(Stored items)
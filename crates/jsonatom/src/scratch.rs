//! The scratch buffer backing string decoding.
//!
//! Escape sequences make decoded string content differ from the source
//! text, so it cannot be borrowed; the decoder assembles it here instead.
//! The buffer is a byte stack with explicit marks: a decoder records the
//! current top, pushes fragments while it scans, and either detaches
//! everything above its mark as one owned `String` (success) or rolls back
//! to the mark (failure). Storage is never shrunk; it is released when the
//! owning parse session ends.

use alloc::string::String;

/// Bytes reserved by the first push.
const INITIAL_CAPACITY: usize = 256;

/// Append-only byte stack with explicit marks.
///
/// Backed by a `String`: every fragment pushed is complete UTF-8 and every
/// mark is taken between fragments, so marks always fall on character
/// boundaries and detached content needs no revalidation.
#[derive(Debug)]
pub(crate) struct ScratchBuffer {
    buf: String,
}

impl ScratchBuffer {
    pub fn new() -> Self {
        Self { buf: String::new() }
    }

    /// Current logical top, in bytes.
    pub fn mark(&self) -> usize {
        self.buf.len()
    }

    pub fn len(&self) -> usize {
        self.buf.len()
    }

    /// Grows backing storage to fit `additional` more bytes: 256 bytes up
    /// front, then half again as much as we have until the request fits.
    /// Existing content is preserved across the move.
    fn reserve(&mut self, additional: usize) {
        let needed = self.buf.len() + additional;
        let mut capacity = self.buf.capacity();
        if needed <= capacity {
            return;
        }
        if capacity == 0 {
            capacity = INITIAL_CAPACITY;
        }
        while needed > capacity {
            capacity += capacity / 2;
        }
        self.buf.reserve_exact(capacity - self.buf.len());
    }

    pub fn push_str(&mut self, fragment: &str) {
        self.reserve(fragment.len());
        self.buf.push_str(fragment);
    }

    pub fn push_char(&mut self, ch: char) {
        self.reserve(ch.len_utf8());
        self.buf.push(ch);
    }

    /// Pops everything above `mark`, transferring ownership to the caller.
    ///
    /// # Panics
    ///
    /// Panics if `mark` is beyond the current top. A stale mark is a bug in
    /// the decoder, not a property of the input.
    pub fn detach_from(&mut self, mark: usize) -> String {
        assert!(mark <= self.buf.len(), "stale scratch mark");
        self.buf.split_off(mark)
    }

    /// Discards everything above `mark`.
    ///
    /// # Panics
    ///
    /// Panics if `mark` is beyond the current top.
    pub fn rollback_to(&mut self, mark: usize) {
        assert!(mark <= self.buf.len(), "stale scratch mark");
        self.buf.truncate(mark);
    }
}

#[cfg(test)]
impl ScratchBuffer {
    pub fn capacity(&self) -> usize {
        self.buf.capacity()
    }
}

#[cfg(test)]
mod tests {
    use alloc::string::String;

    use super::ScratchBuffer;

    #[test]
    fn starts_unallocated() {
        let buf = ScratchBuffer::new();
        assert_eq!(buf.capacity(), 0);
        assert_eq!(buf.len(), 0);
    }

    #[test]
    fn first_push_reserves_initial_capacity() {
        let mut buf = ScratchBuffer::new();
        buf.push_char('a');
        assert_eq!(buf.len(), 1);
        assert!(buf.capacity() >= 256);
    }

    #[test]
    fn growth_is_geometric() {
        let mut buf = ScratchBuffer::new();
        // 300 bytes exceed the initial 256, forcing one 1.5x step to 384.
        buf.push_str(&"x".repeat(300));
        assert!(buf.capacity() >= 384);
    }

    #[test]
    fn growth_preserves_content() {
        let mut buf = ScratchBuffer::new();
        let mut expected = String::new();
        for i in 0..2000u32 {
            let ch = char::from(b'a' + (i % 26) as u8);
            buf.push_char(ch);
            expected.push(ch);
        }
        assert_eq!(buf.detach_from(0), expected);
    }

    #[test]
    fn detach_returns_only_above_the_mark() {
        let mut buf = ScratchBuffer::new();
        buf.push_str("outer");
        let mark = buf.mark();
        buf.push_str("inner");
        assert_eq!(buf.detach_from(mark), "inner");
        assert_eq!(buf.len(), 5);
        assert_eq!(buf.detach_from(0), "outer");
    }

    #[test]
    fn rollback_discards_above_the_mark() {
        let mut buf = ScratchBuffer::new();
        buf.push_str("keep");
        let mark = buf.mark();
        buf.push_str("discard");
        buf.rollback_to(mark);
        assert_eq!(buf.len(), 4);
        assert_eq!(buf.detach_from(0), "keep");
    }

    #[test]
    fn rollback_to_current_top_is_a_no_op() {
        let mut buf = ScratchBuffer::new();
        buf.push_str("abc");
        buf.rollback_to(buf.mark());
        assert_eq!(buf.len(), 3);
    }

    #[test]
    #[should_panic(expected = "stale scratch mark")]
    fn detach_past_top_panics() {
        let mut buf = ScratchBuffer::new();
        let _ = buf.detach_from(1);
    }
}
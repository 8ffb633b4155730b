use thiserror::Error;

/// Why an input failed to decode.
///
/// Failures detected inside the number and string decoders propagate to the
/// caller unchanged; [`RootNotSingular`] is the only code synthesized by the
/// top-level driver itself. On any error no value is produced.
///
/// [`RootNotSingular`]: ParseError::RootNotSingular
#[derive(Debug, Clone, Copy, PartialEq, Eq, Error)]
pub enum ParseError {
    /// The input was empty or contained only whitespace.
    #[error("expected a value")]
    ExpectedValue,
    /// The input does not start a valid literal, number, or string.
    #[error("invalid value")]
    InvalidValue,
    /// A complete value was followed by further non-whitespace input.
    #[error("more than one top-level value")]
    RootNotSingular,
    /// A number's magnitude does not fit a 64-bit float.
    #[error("number out of range")]
    NumberTooBig,
    /// A string ran to end of input without a closing `"`.
    #[error("missing closing quotation mark")]
    MissingQuotationMark,
    /// A `\` escape used an unknown selector character.
    #[error("invalid escape sequence")]
    InvalidStringEscape,
    /// An unescaped control character (below U+0020) appeared in a string.
    #[error("invalid raw character in string")]
    InvalidStringChar,
    /// A `\u` escape was not followed by four hexadecimal digits.
    #[error("invalid hex digits in unicode escape")]
    InvalidUnicodeHex,
    /// A surrogate escape was unpaired or out of range.
    #[error("invalid unicode surrogate pair")]
    InvalidUnicodeSurrogate,
}
//! Strict decoding of a single JSON scalar value.
//!
//! [`parse`] accepts exactly one `null`, `true`, `false`, number, or string
//! (with optional surrounding whitespace) and returns a tagged [`Value`].
//! The crate is built for correctness on *malformed* input: every way the
//! text can be syntactically wrong maps to a distinct [`ParseError`] code,
//! and escape sequences, including UTF-16 surrogate pairs in `\u` escapes,
//! are decoded without ever producing invalid UTF-8.
//!
//! Arrays, objects, and value-to-text serialization are not part of the
//! accepted grammar.
//!
//! ```rust
//! use jsonatom::{ParseError, Value, parse};
//!
//! assert_eq!(parse("  3.1416  "), Ok(Value::Number(3.1416)));
//! assert_eq!(
//!     parse(r#""𝄞""#),
//!     Ok(Value::String("\u{1D11E}".into()))
//! );
//! assert_eq!(parse("truth"), Err(ParseError::InvalidValue));
//! assert_eq!(parse("true false"), Err(ParseError::RootNotSingular));
//! ```

#![no_std]
#![allow(missing_docs)]
extern crate alloc;

#[cfg(test)]
extern crate std;

mod error;
mod parser;
mod scratch;
mod value;

#[cfg(test)]
mod tests;

pub use error::ParseError;
pub use parser::parse;
pub use value::Value;
use futures::StreamExt;
use futures::stream::BoxStream;

use crate::model::ProviderError;

/// Splits a streaming response body into trimmed, non-empty lines.
///
/// Bytes are buffered until a newline arrives so multi-byte characters split
/// across chunks decode correctly.
pub(crate) fn response_lines(
    response: reqwest::Response,
) -> BoxStream<'static, Result<String, ProviderError>> {
    let bytes = response.bytes_stream();

    async_stream::stream! {
        let mut buffer: Vec<u8> = Vec::new();
        let mut interrupted = false;
        futures::pin_mut!(bytes);

        while let Some(chunk) = bytes.next().await {
            let chunk = match chunk {
                Ok(chunk) => chunk,
                Err(err) => {
                    yield Err(ProviderError::Network(format!("model stream interrupted: {err}")));
                    interrupted = true;
                    break;
                }
            };
            buffer.extend_from_slice(&chunk);
            for line in drain_lines(&mut buffer) {
                yield Ok(line);
            }
        }

        if !interrupted {
            let rest = String::from_utf8_lossy(&buffer).trim().to_string();
            if !rest.is_empty() {
                yield Ok(rest);
            }
        }
    }
    .boxed()
}

/// Removes every complete line from `buffer`, leaving any partial tail.
fn drain_lines(buffer: &mut Vec<u8>) -> Vec<String> {
    let mut lines = Vec::new();
    while let Some(pos) = buffer.iter().position(|byte| *byte == b'\n') {
        let raw: Vec<u8> = buffer.drain(..=pos).collect();
        let line = String::from_utf8_lossy(&raw).trim().to_string();
        if !line.is_empty() {
            lines.push(line);
        }
    }
    lines
}

/// Payload of an SSE `data:` line; `None` for other fields and `[DONE]`.
pub(crate) fn sse_data(line: &str) -> Option<&str> {
    line.strip_prefix("data:")
        .map(str::trim_start)
        .filter(|data| !data.is_empty() && *data != "[DONE]")
}
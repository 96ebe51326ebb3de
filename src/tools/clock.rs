use chrono::{DateTime, SecondsFormat, Utc};
use serde_json::{Value, json};

use super::{Tool, ToolFuture, ToolSpec};

pub const CLOCK_TOOL_NAME: &str = "current_time";

/// Reports the current wall-clock time.
#[derive(Debug, Clone, Copy, Default)]
pub struct ClockTool;

impl ClockTool {
    /// RFC 3339 UTC timestamp followed by unix seconds.
    pub fn now() -> String {
        format_instant(Utc::now())
    }
}

fn format_instant(now: DateTime<Utc>) -> String {
    format!(
        "{} (unix: {})",
        now.to_rfc3339_opts(SecondsFormat::Secs, true),
        now.timestamp()
    )
}

impl Tool for ClockTool {
    fn spec(&self) -> ToolSpec {
        ToolSpec {
            name: CLOCK_TOOL_NAME.to_string(),
            description: "Returns the current UTC date and time. Use it whenever the answer \
                          depends on today's date or the current time."
                .to_string(),
            parameters: json!({"type": "object", "properties": {}}),
        }
    }

    fn execute<'a>(&'a self, _arguments: &'a Value) -> ToolFuture<'a> {
        Box::pin(async move { Ok(Self::now()) })
    }
}
#[tokio::main]
async fn main() -> anyhow::Result<()> {
    cipriano::run().await
}
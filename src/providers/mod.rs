pub mod gemini;
mod http_errors;
pub mod ollama;
mod stream;

use anyhow::{Result, anyhow};
use reqwest::Client;
use std::sync::Arc;
use tracing::{debug, warn};

use crate::config::Config;
use crate::model::{ModelClient, ModelDelta, ModelReply};

pub use gemini::GeminiClient;
pub use ollama::OllamaClient;

/// Builds the model client named by `MODEL_PROVIDER`.
///
/// Only the provider name is checked here; credentials are validated on the
/// first model call.
pub fn from_config(client: &Client, cfg: &Config) -> Result<Arc<dyn ModelClient>> {
    let provider = cfg.model_provider.trim().to_ascii_lowercase();

    match provider.as_str() {
        "gemini" | "google" => {
            let mut gemini = GeminiClient::new(client.clone(), cfg.model_api_key.clone(), &cfg.model)
                .with_timeout_secs(cfg.model_timeout_secs);
            if let Some(base_url) = &cfg.model_base_url {
                gemini = gemini.with_base_url(base_url);
            }
            if let Some(vision) = cfg.model_vision {
                gemini = gemini.with_vision(vision);
            }
            debug!(provider = "gemini", model = %cfg.model, "configured model client");
            Ok(Arc::new(gemini))
        }
        "ollama" => {
            let mut ollama =
                OllamaClient::new(client.clone(), &cfg.model).with_timeout_secs(cfg.model_timeout_secs);
            if let Some(base_url) = &cfg.model_base_url {
                ollama = ollama.with_base_url(base_url);
            }
            if let Some(vision) = cfg.model_vision {
                ollama = ollama.with_vision(vision);
            }
            debug!(provider = "ollama", model = %cfg.model, "configured model client");
            Ok(Arc::new(ollama))
        }
        other => {
            warn!(provider = %other, "unsupported model provider configured");
            Err(anyhow!(
                "Unsupported MODEL_PROVIDER='{}'. Supported providers: gemini, ollama.",
                other
            ))
        }
    }
}

/// Folds deltas into one reply; the first tool call wins over any text.
pub(crate) fn collapse_deltas(deltas: Vec<ModelDelta>) -> ModelReply {
    let mut text = String::new();
    for delta in deltas {
        match delta {
            ModelDelta::Text(fragment) => text.push_str(&fragment),
            ModelDelta::ToolCall {
                name,
                arguments,
                signature,
            } => {
                return ModelReply::ToolCall {
                    name,
                    arguments,
                    signature,
                };
            }
        }
    }
    ModelReply::Text(text)
}
pub mod clock;
pub mod search;

use reqwest::Client;
use serde::Serialize;
use serde_json::Value;
use std::future::Future;
use std::pin::Pin;
use std::sync::Arc;
use std::time::Duration;
use tracing::{debug, warn};

use crate::config::Config;

pub use clock::ClockTool;
pub use search::SearchTool;

/// What the model sees about a tool.
#[derive(Debug, Clone, PartialEq, Serialize)]
pub struct ToolSpec {
    pub name: String,
    pub description: String,
    /// JSON schema of the arguments object.
    pub parameters: Value,
}

#[derive(Debug, Clone, PartialEq, Eq, thiserror::Error)]
pub enum ToolError {
    #[error("unknown tool '{0}'")]
    UnknownTool(String),
    #[error("invalid arguments for '{tool}': {reason}")]
    InvalidArguments { tool: String, reason: String },
    #[error("{0}")]
    Failed(String),
    #[error("tool '{tool}' timed out after {secs}s")]
    TimedOut { tool: String, secs: u64 },
}

/// Tool failures are data: both arms end up in the transcript as text.
pub type ToolOutcome = Result<String, ToolError>;
pub type ToolFuture<'a> = Pin<Box<dyn Future<Output = ToolOutcome> + Send + 'a>>;

pub trait Tool: Send + Sync {
    fn spec(&self) -> ToolSpec;
    fn execute<'a>(&'a self, arguments: &'a Value) -> ToolFuture<'a>;
}

pub fn render_outcome(outcome: &ToolOutcome) -> String {
    match outcome {
        Ok(output) => output.clone(),
        Err(err) => format!("ERROR: {err}"),
    }
}

/// Reads a required, non-blank string argument.
pub(crate) fn string_argument(tool: &str, arguments: &Value, key: &str) -> Result<String, ToolError> {
    arguments
        .get(key)
        .and_then(Value::as_str)
        .map(str::trim)
        .filter(|value| !value.is_empty())
        .map(str::to_string)
        .ok_or_else(|| ToolError::InvalidArguments {
            tool: tool.to_string(),
            reason: format!("'{key}' must be a non-empty string"),
        })
}

/// The tools bound to an agent, looked up by name.
pub struct ToolSet {
    tools: Vec<Arc<dyn Tool>>,
    timeout: Duration,
}

impl ToolSet {
    pub fn new(timeout: Duration) -> Self {
        Self {
            tools: Vec::new(),
            timeout,
        }
    }

    /// Web search plus the clock.
    pub fn builtin(client: &Client, cfg: &Config) -> Self {
        Self::new(Duration::from_secs(cfg.tool_timeout_secs))
            .with_tool(SearchTool::from_config(client.clone(), cfg))
            .with_tool(ClockTool)
    }

    pub fn with_tool(mut self, tool: impl Tool + 'static) -> Self {
        self.tools.push(Arc::new(tool));
        self
    }

    pub fn specs(&self) -> Vec<ToolSpec> {
        self.tools.iter().map(|tool| tool.spec()).collect()
    }

    pub async fn execute(&self, name: &str, arguments: &Value) -> ToolOutcome {
        let Some(tool) = self.tools.iter().find(|tool| tool.spec().name == name) else {
            warn!(tool_name = %name, "model requested an unknown tool");
            return Err(ToolError::UnknownTool(name.to_string()));
        };

        debug!(tool_name = %name, "executing tool");
        match tokio::time::timeout(self.timeout, tool.execute(arguments)).await {
            Ok(outcome) => outcome,
            Err(_) => {
                warn!(tool_name = %name, timeout_secs = self.timeout.as_secs(), "tool timed out");
                Err(ToolError::TimedOut {
                    tool: name.to_string(),
                    secs: self.timeout.as_secs(),
                })
            }
        }
    }
}
pub mod agent;
pub mod config;
pub mod logging;
pub mod model;
pub mod providers;
pub mod server;
pub mod service;
pub mod session;
pub mod tools;

#[cfg(test)]
mod testing;

use anyhow::{Context, Result};
use futures::StreamExt;
use reqwest::Client;
use std::env;
use std::io::Write;
use std::sync::Arc;
use std::time::Duration;
use tracing::info;

use agent::{Agent, AgentConfig};
use config::Config;
use service::{ChatRequest, ChatService};
use session::InMemorySessionStore;
use tools::ToolSet;

const CLI_SESSION_ID: &str = "cli";
const CONNECT_TIMEOUT_SECS: u64 = 10;

pub async fn run() -> Result<()> {
    dotenvy::dotenv().ok();
    let _log_guard = logging::init();

    let cfg = Config::from_env();
    info!(
        provider = %cfg.model_provider,
        model = %cfg.model,
        max_iterations = cfg.max_iterations,
        search_configured = cfg.search_api_key.is_some(),
        bind_addr = %cfg.bind_addr,
        "loaded runtime configuration"
    );

    let client = Client::builder()
        .connect_timeout(Duration::from_secs(CONNECT_TIMEOUT_SECS))
        .build()
        .context("Failed to initialize HTTP client")?;

    let model = providers::from_config(&client, &cfg)?;
    let tools = Arc::new(ToolSet::builtin(&client, &cfg));
    let store = Arc::new(InMemorySessionStore::new());
    let agent = Agent::new(model, tools, store, AgentConfig::from_config(&cfg));
    let service = ChatService::new(agent);

    let args: Vec<String> = env::args().skip(1).collect();
    if args.is_empty() {
        server::serve(cfg.bind_addr, service).await
    } else {
        let request = ChatRequest::new(CLI_SESSION_ID, args.join(" "));
        let mut chunks = service.reply_stream(request)?;
        let mut stdout = std::io::stdout();
        while let Some(chunk) = chunks.next().await {
            write!(stdout, "{chunk}").context("failed to write reply")?;
            stdout.flush().context("failed to flush stdout")?;
        }
        writeln!(stdout).context("failed to write reply")?;
        Ok(())
    }
}
use futures::StreamExt;
use futures::stream::{self, BoxStream};
use serde::{Deserialize, Serialize};
use serde_json::Value;
use std::future::Future;
use std::pin::Pin;

use crate::tools::ToolSpec;

/// An image attached to a user turn.
#[derive(Debug, Clone, PartialEq, Eq, Serialize, Deserialize)]
#[serde(tag = "kind", rename_all = "snake_case")]
pub enum ImageRef {
    /// Inline `data:<mime>;base64,<payload>` image.
    Inline { mime_type: String, data: String },
    /// Externally hosted image.
    Url { url: String },
}

impl ImageRef {
    /// Accepts base64 data URIs and http(s) URLs.
    pub fn parse(raw: &str) -> Option<Self> {
        let raw = raw.trim();
        if let Some(rest) = raw.strip_prefix("data:") {
            let (header, data) = rest.split_once(',')?;
            let mime_type = header.strip_suffix(";base64")?;
            if !mime_type.starts_with("image/") || data.is_empty() {
                return None;
            }
            return Some(Self::Inline {
                mime_type: mime_type.to_string(),
                data: data.to_string(),
            });
        }

        let lower = raw.to_ascii_lowercase();
        let host_and_path = lower
            .strip_prefix("https://")
            .or_else(|| lower.strip_prefix("http://"))?;
        if host_and_path.is_empty() {
            return None;
        }
        Some(Self::Url {
            url: raw.to_string(),
        })
    }

    pub fn describe(&self) -> String {
        match self {
            Self::Inline { mime_type, .. } => format!("inline {mime_type} image"),
            Self::Url { url } => url.clone(),
        }
    }
}

/// One unit of conversation history.
#[derive(Debug, Clone, PartialEq, Eq, Serialize, Deserialize)]
#[serde(tag = "role", rename_all = "snake_case")]
pub enum Turn {
    User {
        text: String,
        image: Option<ImageRef>,
    },
    Assistant {
        text: String,
    },
    ToolCall {
        name: String,
        arguments: Value,
        /// Opaque provider token that must accompany the call when it is
        /// replayed, such as Gemini's `thoughtSignature`.
        #[serde(default, skip_serializing_if = "Option::is_none")]
        signature: Option<String>,
    },
    ToolResult {
        name: String,
        result: String,
    },
}

impl Turn {
    pub fn user(text: impl Into<String>) -> Self {
        Self::User {
            text: text.into(),
            image: None,
        }
    }

    pub fn user_with_image(text: impl Into<String>, image: ImageRef) -> Self {
        Self::User {
            text: text.into(),
            image: Some(image),
        }
    }

    pub fn assistant(text: impl Into<String>) -> Self {
        Self::Assistant { text: text.into() }
    }

    pub fn tool_call(name: impl Into<String>, arguments: Value) -> Self {
        Self::ToolCall {
            name: name.into(),
            arguments,
            signature: None,
        }
    }

    pub fn tool_result(name: impl Into<String>, result: impl Into<String>) -> Self {
        Self::ToolResult {
            name: name.into(),
            result: result.into(),
        }
    }

    pub fn role(&self) -> &'static str {
        match self {
            Self::User { .. } => "user",
            Self::Assistant { .. } => "assistant",
            Self::ToolCall { .. } => "tool_call",
            Self::ToolResult { .. } => "tool_result",
        }
    }
}

/// Everything a provider needs for one model call.
#[derive(Debug, Clone)]
pub struct ModelRequest {
    pub system_prompt: String,
    pub turns: Vec<Turn>,
    pub tools: Vec<ToolSpec>,
    pub temperature: f32,
}

#[derive(Debug, Clone, PartialEq)]
pub enum ModelReply {
    Text(String),
    ToolCall {
        name: String,
        arguments: Value,
        signature: Option<String>,
    },
}

/// Incremental output of a streaming model call.
#[derive(Debug, Clone, PartialEq)]
pub enum ModelDelta {
    Text(String),
    ToolCall {
        name: String,
        arguments: Value,
        signature: Option<String>,
    },
}

#[derive(Debug, Clone, PartialEq, Eq, thiserror::Error)]
pub enum ProviderError {
    /// Missing or unusable credential; fatal for the call, not the process.
    #[error("{0}")]
    Configuration(String),
    #[error("model provider rejected the credentials: {0}")]
    Auth(String),
    #[error("model provider rate limited the request")]
    RateLimited,
    #[error("{0}")]
    Timeout(String),
    #[error("{0}")]
    Network(String),
    #[error("model request failed with status {status}: {body}")]
    Api { status: u16, body: String },
    #[error("failed to parse model response: {0}")]
    Parse(String),
}

pub type ModelFuture<'a> = Pin<Box<dyn Future<Output = Result<ModelReply, ProviderError>> + Send + 'a>>;
pub type ModelStream = BoxStream<'static, Result<ModelDelta, ProviderError>>;
pub type ModelStreamFuture<'a> =
    Pin<Box<dyn Future<Output = Result<ModelStream, ProviderError>> + Send + 'a>>;

/// A chat-completion backend able to request tool calls.
pub trait ModelClient: Send + Sync {
    /// Model identifier, used in logs.
    fn name(&self) -> &str;

    fn supports_vision(&self) -> bool;

    fn chat<'a>(&'a self, request: &'a ModelRequest) -> ModelFuture<'a>;

    /// Streams the reply. Backends without native streaming emit the whole
    /// reply as a single delta.
    fn chat_stream<'a>(&'a self, request: &'a ModelRequest) -> ModelStreamFuture<'a> {
        Box::pin(async move {
            let delta = match self.chat(request).await? {
                ModelReply::Text(text) => ModelDelta::Text(text),
                ModelReply::ToolCall {
                    name,
                    arguments,
                    signature,
                } => ModelDelta::ToolCall {
                    name,
                    arguments,
                    signature,
                },
            };
            Ok(stream::once(async move { Ok(delta) }).boxed())
        })
    }
}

Assignment -> Beginning at the top of the entries above, output each line exactly, and end with the line in which "it here instead." appears.

Final answer ->
filename crates/jsonatom/src/scratch.rs
//! The scratch buffer backing string decoding.
//!
//! Escape sequences make decoded string content differ from the source
//! text, so it cannot be borrowed; the decoder assembles it here instead.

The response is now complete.